** DATA SUPPLIED follows **

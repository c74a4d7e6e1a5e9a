//! Persistence gateway for artist profiles.
//!
//! Exposes the [`store::ArtistStore`] capability, its PostgreSQL, hosted
//! REST, and in-memory backends, and the pool helpers used by the
//! PostgreSQL backend.

use sqlx::postgres::PgPoolOptions;

pub mod config;
pub mod error;
pub mod models;
pub mod repositories;
pub mod store;

pub use config::StoreConfig;
pub use error::StoreError;
pub use store::{connect_store, ArtistStore};

pub type DbPool = sqlx::PgPool;

/// Create a connection pool from a database URL.
pub async fn create_pool(database_url: &str) -> Result<DbPool, sqlx::Error> {
    PgPoolOptions::new()
        .max_connections(20)
        .connect(database_url)
        .await
}

/// Run a trivial query to confirm the database is reachable.
pub async fn health_check(pool: &DbPool) -> Result<(), sqlx::Error> {
    sqlx::query("SELECT 1").execute(pool).await?;
    Ok(())
}

/// Apply the embedded migrations in `crates/db/migrations`.
pub async fn run_migrations(pool: &DbPool) -> Result<(), sqlx::migrate::MigrateError> {
    sqlx::migrate!("./migrations").run(pool).await
}
//! Domain logic for the talent booker backend.
//!
//! Nothing in this crate performs I/O against the store. It holds the error
//! taxonomy, the profile URL parser, field validation, and the
//! [`profile::ProfileSource`] capability used by the preview workflow.

pub mod artist;
pub mod error;
pub mod pagination;
pub mod profile;
pub mod spotify_url;
pub mod types;
pub mod artist;
//! Domain model structs and DTOs.
//!
//! Each submodule contains:
//! - A `FromRow` + `Serialize` entity struct matching the database row
//! - A `Deserialize` create DTO for inserts

pub mod artist;
//! Artist profile URL parsing.
//!
//! Two shapes identify an artist on the streaming platform:
//!
//! - web links: `https://open.<platform>.com/artist/<id>`
//! - URIs: `<platform>:artist:<id>`
//!
//! `<id>` is an alphanumeric token. Anything else yields no identifier; the
//! parser never errors.

use std::sync::LazyLock;

use regex::Regex;

// ---------------------------------------------------------------------------
// Patterns
// ---------------------------------------------------------------------------

/// Web link form. Trailing query strings (`?si=...`) are ignored.
pub const WEB_URL_PATTERN: &str = r"https://open\.[A-Za-z0-9-]+\.com/artist/([A-Za-z0-9]+)";

/// URI form, as produced by the desktop client's "Copy URI".
pub const URI_PATTERN: &str = r"[A-Za-z0-9-]+:artist:([A-Za-z0-9]+)";

static WEB_URL_RE: LazyLock<Regex> =
    LazyLock::new(|| Regex::new(WEB_URL_PATTERN).expect("valid regex"));

static URI_RE: LazyLock<Regex> = LazyLock::new(|| Regex::new(URI_PATTERN).expect("valid regex"));

// ---------------------------------------------------------------------------
// Parsing
// ---------------------------------------------------------------------------

/// Extract the artist identifier from a profile URL or URI.
///
/// Patterns are tried in order and the first match wins. Returns `None` for
/// any other input, including the empty string.
pub fn parse_artist_id(url: &str) -> Option<&str> {
    [&*WEB_URL_RE, &*URI_RE]
        .into_iter()
        .find_map(|re| re.captures(url))
        .and_then(|caps| caps.get(1))
        .map(|m| m.as_str())
}

/// A URL is valid exactly when [`parse_artist_id`] finds an identifier.
pub fn is_valid_artist_url(url: &str) -> bool {
    parse_artist_id(url).is_some()
}

// ---------------------------------------------------------------------------
// Tests
// ---------------------------------------------------------------------------
/*******************************************************************************
 *
 *    Copyright (c) 2025.
 *    3-Prism Co. Ltd.
 *
 *    All rights reserved.
 *
 ******************************************************************************/

test_unsigned_cell!(Cell8, u8, cell8_tests);
test_unsigned_cell!(Cell16, u16, cell16_tests);
test_unsigned_cell!(Cell32, u32, cell32_tests);
test_unsigned_cell!(Cell64, u64, cell64_tests);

** End of DATA SUPPLIED **

EXERCISE OBJECTIVE → For every line of the material above that contains the word "static", show the line.

FINISHED EXERCISE →
static WEB_URL_RE: LazyLock<Regex> =
static URI_RE: LazyLock<Regex> = LazyLock::new(|| Regex::new(URI_PATTERN).expect("valid regex"));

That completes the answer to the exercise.